Fakta ini yang kemudian membuat Kopassus, yang dipimpin Hendropriyono terus mengintai mereka, dan pada akhirnya pecahlah Tragedi Talangsari 1989, yang menewaskan 27 orang dan menahan puluhan lainnya menjadi tahanan politik. Sukses Kopassus ini, nampaknya sudah dipersiapkan dari awal.

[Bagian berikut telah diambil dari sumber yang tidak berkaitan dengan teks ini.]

//! Read-only display projection of the origin tree.
//!
//! The projection is a clone of the origin index with two rewrites applied on
//! top: optional branch refinement, which straightens splits whose branches
//! all end in a terminal node except one, and collapse hiding, which reduces a
//! collapsed node to its marker child. Neither rewrite touches the origin, so
//! expanding a node restores the exact previous structure.
//!
//! Branch refinement is a visual heuristic. Empty branches count as alive, a
//! split without following siblings is left untouched, and a split whose
//! branch container cannot be found is skipped. Refinement never moves
//! followers under a collapsed split, container or surviving branch.

use std::collections::HashSet;

use tracing::debug;

use super::origin::OriginTree;
use super::topology::TopologyIndex;
use super::{FlowTree, StructureMut};
use crate::document::NodeKey;
use crate::error::{FlowError, Result};

/// Kind facts the projection needs about individual nodes.
pub trait NodeClassifier {
    /// Reserved child kept visible while its parent is collapsed.
    fn is_marker(&self, key: NodeKey) -> bool;

    fn is_split(&self, key: NodeKey) -> bool;

    /// The synthetic child of a split that holds its branches.
    fn is_branch_container(&self, key: NodeKey) -> bool;

    fn is_terminal(&self, key: NodeKey) -> bool;
}

pub struct RenderTree {
    index: TopologyIndex<NodeKey>,
    collapsed: HashSet<NodeKey>,
    refine_branches: bool,
    version: u64,
    origin_version: Option<u64>,
    stale: bool,
}

impl RenderTree {
    pub fn new(root: NodeKey) -> Self {
        Self {
            index: TopologyIndex::new(root),
            collapsed: HashSet::new(),
            refine_branches: false,
            version: 0,
            origin_version: None,
            stale: true,
        }
    }

    pub fn version(&self) -> u64 {
        self.version
    }

    pub fn refines_branches(&self) -> bool {
        self.refine_branches
    }

    pub fn set_refine_branches(&mut self, enabled: bool) {
        if self.refine_branches != enabled {
            self.refine_branches = enabled;
            self.stale = true;
        }
    }

    pub fn needs_update(&self, origin_version: u64) -> bool {
        self.stale || self.origin_version != Some(origin_version)
    }

    pub fn is_collapsed(&self, key: NodeKey) -> bool {
        self.collapsed.contains(&key)
    }

    pub fn collapsed(&self) -> impl Iterator<Item = NodeKey> + '_ {
        self.collapsed.iter().copied()
    }

    pub fn collapse(&mut self, key: NodeKey) -> bool {
        let changed = self.collapsed.insert(key);
        self.stale |= changed;
        changed
    }

    pub fn expand(&mut self, key: NodeKey) -> bool {
        let changed = self.collapsed.remove(&key);
        self.stale |= changed;
        changed
    }

    /// Drops the collapse entry of a disposed node.
    pub(crate) fn forget(&mut self, key: NodeKey) {
        self.collapsed.remove(&key);
    }

    pub fn update_render_struct(&mut self, origin: &OriginTree, classifier: &impl NodeClassifier) {
        self.index = origin.index().clone();
        if self.refine_branches {
            self.refine(classifier);
        }
        self.hide_collapsed(classifier);
        self.version += 1;
        self.origin_version = Some(origin.version());
        self.stale = false;
        debug!(
            version = self.version,
            origin_version = origin.version(),
            nodes = self.index.len(),
            "render tree rebuilt"
        );
    }

    fn hide_collapsed(&mut self, classifier: &impl NodeClassifier) {
        let collapsed: Vec<NodeKey> = self.collapsed.iter().copied().collect();
        for key in collapsed {
            let Some(info) = self.index.info(key) else {
                self.collapsed.remove(&key);
                continue;
            };
            let marker = info
                .children
                .iter()
                .copied()
                .find(|child| classifier.is_marker(*child));
            if let Some(info) = self.index.info_mut(key) {
                info.children = marker.into_iter().collect();
            }
            if let Some(marker) = marker
                && let Some(info) = self.index.info_mut(marker)
            {
                info.prev = None;
                info.next = None;
            }
        }
    }

    fn refine(&mut self, classifier: &impl NodeClassifier) {
        self.refine_from(self.index.root(), classifier);
    }

    // Children are re-read on every step: refining a split truncates the
    // list it belongs to and grows one of its branches.
    fn refine_from(&mut self, key: NodeKey, classifier: &impl NodeClassifier) {
        if classifier.is_split(key) {
            self.refine_split(key, classifier);
        }
        let mut idx = 0;
        while let Some(child) = self.index.children(key).get(idx).copied() {
            self.refine_from(child, classifier);
            idx += 1;
        }
    }

    fn refine_split(&mut self, split: NodeKey, classifier: &impl NodeClassifier) {
        let Some(parent) = self.index.parent(split) else {
            return;
        };
        if self.index.next(split).is_none() || self.collapsed.contains(&split) {
            return;
        }
        let Some(container) = self.branch_container(split, classifier) else {
            return;
        };
        if self.collapsed.contains(&container) {
            return;
        }
        let branches = self.index.children(container);
        if branches.len() < 2 {
            return;
        }
        let alive: Vec<NodeKey> = branches
            .iter()
            .copied()
            .filter(|branch| !self.is_dead_branch(*branch, classifier))
            .collect();
        let [survivor] = alive.as_slice() else {
            return;
        };
        let survivor = *survivor;
        // Spliced followers must stay visible.
        if self.collapsed.contains(&survivor) {
            return;
        }

        let siblings = self.index.children(parent);
        let Some(at) = siblings.iter().position(|key| *key == split) else {
            return;
        };
        let moved = siblings[at + 1..].to_vec();
        let end = self.index.children(survivor).len();
        // Moved siblings are never ancestors of the surviving branch.
        if self.index.move_children(survivor, &moved, end).is_ok() {
            debug!(moved = moved.len(), "refined split into its surviving branch");
        }
    }

    fn branch_container(&self, split: NodeKey, classifier: &impl NodeClassifier) -> Option<NodeKey> {
        self.index
            .children(split)
            .iter()
            .copied()
            .find(|child| classifier.is_branch_container(*child))
    }

    fn is_dead_branch(&self, branch: NodeKey, classifier: &impl NodeClassifier) -> bool {
        let Some(last) = self.index.children(branch).last().copied() else {
            return false;
        };
        if classifier.is_terminal(last) {
            return true;
        }
        classifier.is_split(last) && self.all_branches_dead(last, classifier)
    }

    fn all_branches_dead(&self, split: NodeKey, classifier: &impl NodeClassifier) -> bool {
        let Some(container) = self.branch_container(split, classifier) else {
            return false;
        };
        let branches = self.index.children(container);
        !branches.is_empty()
            && branches
                .iter()
                .all(|branch| self.is_dead_branch(*branch, classifier))
    }
}

impl FlowTree for RenderTree {
    fn index(&self) -> &TopologyIndex<NodeKey> {
        &self.index
    }
}

impl StructureMut for RenderTree {
    fn add_child(&mut self, _parent: NodeKey, _child: NodeKey, _index: Option<usize>) -> Result<()> {
        Err(FlowError::ReadOnlyProjection)
    }

    fn insert_after(&mut self, _before: NodeKey, _after: NodeKey) -> Result<()> {
        Err(FlowError::ReadOnlyProjection)
    }

    fn remove_parent(&mut self, _node: NodeKey) -> Result<()> {
        Err(FlowError::ReadOnlyProjection)
    }

    fn remove(&mut self, _node: NodeKey, _with_children: bool) -> Result<Vec<NodeKey>> {
        Err(FlowError::ReadOnlyProjection)
    }

    fn move_children(&mut self, _parent: NodeKey, _nodes: &[NodeKey], _index: usize) -> Result<()> {
        Err(FlowError::ReadOnlyProjection)
    }
}

#[cfg(test)]
mod tests {
    use super::*;
    use std::collections::HashMap;

    #[derive(Clone, Copy, PartialEq)]
    enum Role {
        Plain,
        Marker,
        Split,
        Branches,
        Terminal,
    }

    struct Roles(HashMap<NodeKey, Role>);

    impl Roles {
        fn role(&self, key: NodeKey) -> Role {
            self.0.get(&key).copied().unwrap_or(Role::Plain)
        }
    }

    impl NodeClassifier for Roles {
        fn is_marker(&self, key: NodeKey) -> bool {
            self.role(key) == Role::Marker
        }
        fn is_split(&self, key: NodeKey) -> bool {
            self.role(key) == Role::Split
        }
        fn is_branch_container(&self, key: NodeKey) -> bool {
            self.role(key) == Role::Branches
        }
        fn is_terminal(&self, key: NodeKey) -> bool {
            self.role(key) == Role::Terminal
        }
    }

    fn k(idx: u32) -> NodeKey {
        NodeKey::new(idx, 0)
    }

    // root(0): start(1), split(2){icon(3), branches(4){b5{end 7}, b6{}}}, after(8), end(9)
    fn fixture() -> (OriginTree, Roles) {
        let mut origin = OriginTree::new(k(0));
        for (parent, child) in [(0, 1), (0, 2), (2, 3), (2, 4), (4, 5), (4, 6), (5, 7), (0, 8), (0, 9)] {
            origin.add_child(k(parent), k(child), None).unwrap();
        }
        let roles = Roles(HashMap::from([
            (k(2), Role::Split),
            (k(3), Role::Marker),
            (k(4), Role::Branches),
            (k(7), Role::Terminal),
            (k(9), Role::Terminal),
        ]));
        (origin, roles)
    }

    #[test]
    fn mirrors_origin_without_rewrites() {
        let (origin, roles) = fixture();
        let mut render = RenderTree::new(k(0));
        assert!(render.needs_update(origin.version()));
        render.update_render_struct(&origin, &roles);
        assert!(!render.needs_update(origin.version()));
        assert_eq!(render.children(k(0)), origin.children(k(0)));
        assert_eq!(render.version(), 1);
    }

    #[test]
    fn collapse_keeps_only_the_marker() {
        let (origin, roles) = fixture();
        let mut render = RenderTree::new(k(0));
        render.update_render_struct(&origin, &roles);
        assert!(render.collapse(k(2)));
        assert!(render.needs_update(origin.version()));
        render.update_render_struct(&origin, &roles);
        assert_eq!(render.children(k(2)), &[k(3)]);
        assert_eq!(render.next(k(3)), None);
        assert_eq!(origin.children(k(2)), &[k(3), k(4)]);

        render.collapse(k(5));
        render.update_render_struct(&origin, &roles);
        assert!(render.children(k(5)).is_empty());

        render.expand(k(2));
        render.update_render_struct(&origin, &roles);
        assert_eq!(render.children(k(2)), &[k(3), k(4)]);
    }

    #[test]
    fn forgets_collapse_entries_of_missing_nodes() {
        let (mut origin, roles) = fixture();
        let mut render = RenderTree::new(k(0));
        render.collapse(k(5));
        origin.remove(k(5), true).unwrap();
        render.update_render_struct(&origin, &roles);
        assert!(!render.is_collapsed(k(5)));
    }

    #[test]
    fn refinement_moves_followers_into_surviving_branch() {
        let (origin, roles) = fixture();
        let mut render = RenderTree::new(k(0));
        render.set_refine_branches(true);
        render.update_render_struct(&origin, &roles);
        assert_eq!(render.children(k(0)), &[k(1), k(2)]);
        assert_eq!(render.children(k(6)), &[k(8), k(9)]);
        assert_eq!(render.parent(k(8)), Some(k(6)));
        assert_eq!(render.next(k(2)), None);
        assert_eq!(origin.children(k(0)), &[k(1), k(2), k(8), k(9)]);
    }

    #[test]
    fn refinement_leaves_collapsed_splits_alone() {
        let (origin, roles) = fixture();
        let mut render = RenderTree::new(k(0));
        render.set_refine_branches(true);
        render.collapse(k(2));
        render.update_render_struct(&origin, &roles);
        assert_eq!(render.children(k(0)), &[k(1), k(2), k(8), k(9)]);
        assert_eq!(render.children(k(2)), &[k(3)]);

        render.expand(k(2));
        render.collapse(k(6));
        render.update_render_struct(&origin, &roles);
        assert_eq!(render.children(k(0)), &[k(1), k(2), k(8), k(9)]);
        assert!(render.children(k(6)).is_empty());
    }

    #[test]
    fn refinement_skips_splits_with_several_live_branches() {
        let (mut origin, roles) = fixture();
        origin.remove(k(7), true).unwrap();
        let mut render = RenderTree::new(k(0));
        render.set_refine_branches(true);
        render.update_render_struct(&origin, &roles);
        assert_eq!(render.children(k(0)), &[k(1), k(2), k(8), k(9)]);
    }

    #[test]
    fn structural_edits_are_rejected() {
        let (origin, roles) = fixture();
        let mut render = RenderTree::new(k(0));
        render.update_render_struct(&origin, &roles);
        assert!(matches!(
            render.add_child(k(0), k(1), None),
            Err(FlowError::ReadOnlyProjection)
        ));
        assert!(matches!(
            render.remove(k(1), true),
            Err(FlowError::ReadOnlyProjection)
        ));
        assert!(matches!(
            render.move_children(k(0), &[k(1)], 0),
            Err(FlowError::ReadOnlyProjection)
        ));
    }
}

Hendropriyono sepertinya memang ditempatkan di Lampung untuk mengantisipasi kebangkitan kelompok Warsidi.
Karir politik Hendropriyono kemudian dimulai pasca jatuhnya Orde Baru, dengan bergabung bersama Partai Keadilan dan Persatuan Indonesia (PKPI) dan menduduki sejumlah posisi menteri, seperti Menteri Transmigrasi dan Menteri Tenaga Kerja. Karir intelijennya—keahliannya yang terasah sejak Orde Baru lewat buku dan praktik—dimulai pada zaman pemerintahan Presiden Megawati Soekarnoputri, dengan menjabat Kepala Badan Intelijen Nasional (BIN).
Melalui jabatannya itu, Hendropriyono mendapatkan banyak penghargaan dan sukses menjadi ‘Bapak Intelijen Nasional’. Lewat jabatannya itu juga, Hendropriyono memiliki kedekatan dengan Megawati. Dan Hendro selalu ada di sisi Mega, dalam setiap keputusan politik Mega dan PDIP.
Berbeda dengan Hendro, Luhut Binsar Panjaitan adalah seorang politisi yang ‘lengkap’. Dia disebut-sebut memiliki kemampuan yang komplit, baik dengan modal jaringan politik yang besar dengan elit lintas partai, sebagai diplomat bisnis ke negara-negara Barat dengan modal kecakapan berbahasa Inggris, sampai dengan pengetahuan ekonomi dan kebijakan publiknya yang baik. (Baca juga: Jalan Politik Luhut Panjaitan)
Kiprahnya di partai politik pun mapan, dengan kuatnya sosok Luhut di internal Golkar. Hal ini terlihat dengan ‘keberaniannya’ mundur dari Golkar ketika dirinya memilih untuk mendukung Jokowi pada Pilpres 2014 ketika saat itu Golkar mendukung Prabowo Subianto, serta kesuksesannya membawa Golkar masuk ke dalam kubu pemerintah. Kiprah politiknya jelas jauh lebih mentereng ketimbang Hendropriyono, yang masih terseok-seok bersama PKPI dan terus tersandung masalah pelanggaran HAM.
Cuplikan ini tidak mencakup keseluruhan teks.